**Task directions:** Transcribe the data below verbatim from the line with "before live fetches" to the line with "pub fn load(path: Option<&Path>)". Include both of those lines.

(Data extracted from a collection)
= = = =

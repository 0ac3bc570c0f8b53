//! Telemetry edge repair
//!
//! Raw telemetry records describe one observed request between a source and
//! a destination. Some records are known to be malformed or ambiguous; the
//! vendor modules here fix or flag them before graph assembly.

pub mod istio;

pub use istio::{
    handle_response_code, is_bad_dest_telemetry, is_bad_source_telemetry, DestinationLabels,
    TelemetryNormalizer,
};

= = = =

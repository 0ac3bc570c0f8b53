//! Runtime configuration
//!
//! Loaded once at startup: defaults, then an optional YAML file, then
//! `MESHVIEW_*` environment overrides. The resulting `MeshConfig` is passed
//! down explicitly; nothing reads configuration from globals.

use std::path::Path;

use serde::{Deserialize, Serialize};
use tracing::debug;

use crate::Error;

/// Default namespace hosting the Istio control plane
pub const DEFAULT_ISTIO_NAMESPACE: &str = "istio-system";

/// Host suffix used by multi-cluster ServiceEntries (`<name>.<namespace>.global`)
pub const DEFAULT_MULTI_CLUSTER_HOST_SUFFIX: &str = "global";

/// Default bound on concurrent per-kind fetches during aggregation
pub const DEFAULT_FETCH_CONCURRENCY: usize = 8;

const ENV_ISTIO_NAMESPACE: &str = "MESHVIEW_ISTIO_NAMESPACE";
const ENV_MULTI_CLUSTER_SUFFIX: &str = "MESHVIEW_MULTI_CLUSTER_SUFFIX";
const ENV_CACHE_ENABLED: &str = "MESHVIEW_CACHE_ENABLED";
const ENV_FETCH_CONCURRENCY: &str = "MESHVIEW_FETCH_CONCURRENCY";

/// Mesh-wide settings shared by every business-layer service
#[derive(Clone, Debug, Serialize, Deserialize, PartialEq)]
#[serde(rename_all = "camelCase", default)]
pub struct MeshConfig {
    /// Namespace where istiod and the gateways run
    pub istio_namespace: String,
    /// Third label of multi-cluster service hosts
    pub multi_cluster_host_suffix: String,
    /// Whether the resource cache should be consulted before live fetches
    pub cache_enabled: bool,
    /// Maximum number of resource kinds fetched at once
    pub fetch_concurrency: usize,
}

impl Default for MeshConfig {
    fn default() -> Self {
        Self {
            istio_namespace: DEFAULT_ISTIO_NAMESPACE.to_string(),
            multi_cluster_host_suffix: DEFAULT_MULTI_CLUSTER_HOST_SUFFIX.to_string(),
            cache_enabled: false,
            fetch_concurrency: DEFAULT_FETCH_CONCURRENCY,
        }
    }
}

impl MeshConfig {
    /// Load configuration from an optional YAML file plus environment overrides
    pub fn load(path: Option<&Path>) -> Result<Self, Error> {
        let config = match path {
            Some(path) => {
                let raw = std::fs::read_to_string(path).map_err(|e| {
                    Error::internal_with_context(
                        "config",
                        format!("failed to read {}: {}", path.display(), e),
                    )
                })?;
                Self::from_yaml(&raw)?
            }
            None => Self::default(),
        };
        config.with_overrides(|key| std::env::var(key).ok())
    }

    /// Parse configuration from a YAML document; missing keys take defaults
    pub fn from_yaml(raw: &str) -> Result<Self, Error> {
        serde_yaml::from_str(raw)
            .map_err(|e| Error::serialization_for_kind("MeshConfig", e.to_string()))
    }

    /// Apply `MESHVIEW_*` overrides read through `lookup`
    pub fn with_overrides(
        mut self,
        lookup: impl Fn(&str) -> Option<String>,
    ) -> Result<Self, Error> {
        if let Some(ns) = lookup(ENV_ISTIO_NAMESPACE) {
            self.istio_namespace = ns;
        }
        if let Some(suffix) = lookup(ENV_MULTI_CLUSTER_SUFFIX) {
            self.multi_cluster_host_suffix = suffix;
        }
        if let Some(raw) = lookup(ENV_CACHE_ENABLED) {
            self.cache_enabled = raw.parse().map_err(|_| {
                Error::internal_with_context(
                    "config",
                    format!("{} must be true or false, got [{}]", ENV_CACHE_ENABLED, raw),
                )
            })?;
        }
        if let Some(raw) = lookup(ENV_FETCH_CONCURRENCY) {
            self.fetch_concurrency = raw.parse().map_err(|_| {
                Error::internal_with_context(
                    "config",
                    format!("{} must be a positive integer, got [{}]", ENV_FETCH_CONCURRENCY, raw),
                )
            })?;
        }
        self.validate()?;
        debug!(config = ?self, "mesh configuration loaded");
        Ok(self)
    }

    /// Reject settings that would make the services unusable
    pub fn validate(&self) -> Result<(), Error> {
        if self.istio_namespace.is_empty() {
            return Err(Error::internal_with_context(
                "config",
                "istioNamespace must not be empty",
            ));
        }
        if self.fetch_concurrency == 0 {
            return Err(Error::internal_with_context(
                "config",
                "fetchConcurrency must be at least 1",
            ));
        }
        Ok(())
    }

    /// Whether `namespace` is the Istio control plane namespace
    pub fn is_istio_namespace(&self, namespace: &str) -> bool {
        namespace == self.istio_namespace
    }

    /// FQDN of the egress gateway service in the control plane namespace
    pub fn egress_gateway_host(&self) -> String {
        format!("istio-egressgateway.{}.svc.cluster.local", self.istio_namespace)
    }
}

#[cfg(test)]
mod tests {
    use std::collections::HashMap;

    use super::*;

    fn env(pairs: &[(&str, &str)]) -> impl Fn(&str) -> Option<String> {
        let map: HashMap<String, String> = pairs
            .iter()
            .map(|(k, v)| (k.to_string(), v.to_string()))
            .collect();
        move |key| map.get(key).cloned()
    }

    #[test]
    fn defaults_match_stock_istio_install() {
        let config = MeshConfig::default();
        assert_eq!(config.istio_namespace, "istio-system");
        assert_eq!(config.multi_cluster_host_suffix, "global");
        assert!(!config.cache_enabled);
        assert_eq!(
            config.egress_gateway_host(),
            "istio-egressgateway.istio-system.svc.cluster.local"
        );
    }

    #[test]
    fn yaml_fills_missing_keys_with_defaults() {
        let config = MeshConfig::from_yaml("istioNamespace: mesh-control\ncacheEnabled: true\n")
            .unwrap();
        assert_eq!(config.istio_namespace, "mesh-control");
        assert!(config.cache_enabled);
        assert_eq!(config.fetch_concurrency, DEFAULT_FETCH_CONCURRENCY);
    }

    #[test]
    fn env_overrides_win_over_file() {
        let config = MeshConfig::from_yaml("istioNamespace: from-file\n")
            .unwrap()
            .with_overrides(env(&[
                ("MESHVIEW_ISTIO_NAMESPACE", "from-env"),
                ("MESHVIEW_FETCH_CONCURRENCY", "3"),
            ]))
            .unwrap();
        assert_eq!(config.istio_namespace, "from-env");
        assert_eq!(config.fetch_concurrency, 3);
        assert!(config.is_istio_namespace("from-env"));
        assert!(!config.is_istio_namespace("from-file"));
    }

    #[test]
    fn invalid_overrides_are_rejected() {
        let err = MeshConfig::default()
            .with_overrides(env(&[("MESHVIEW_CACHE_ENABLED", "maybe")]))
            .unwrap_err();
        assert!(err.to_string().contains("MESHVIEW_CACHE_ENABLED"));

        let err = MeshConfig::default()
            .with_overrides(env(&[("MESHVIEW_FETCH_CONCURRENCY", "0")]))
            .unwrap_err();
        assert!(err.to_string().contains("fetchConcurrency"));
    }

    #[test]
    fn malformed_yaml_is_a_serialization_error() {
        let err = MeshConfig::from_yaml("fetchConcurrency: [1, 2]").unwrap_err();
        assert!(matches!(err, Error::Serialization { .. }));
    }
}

= = = =

**Answer:**
    /// Whether the resource cache should be consulted before live fetches
    pub cache_enabled: bool,
    /// Maximum number of resource kinds fetched at once
    pub fetch_concurrency: usize,
}

impl Default for MeshConfig {
    fn default() -> Self {
        Self {
            istio_namespace: DEFAULT_ISTIO_NAMESPACE.to_string(),
            multi_cluster_host_suffix: DEFAULT_MULTI_CLUSTER_HOST_SUFFIX.to_string(),
            cache_enabled: false,
            fetch_concurrency: DEFAULT_FETCH_CONCURRENCY,
        }
    }
}

impl MeshConfig {
    /// Load configuration from an optional YAML file plus environment overrides
    pub fn load(path: Option<&Path>) -> Result<Self, Error> {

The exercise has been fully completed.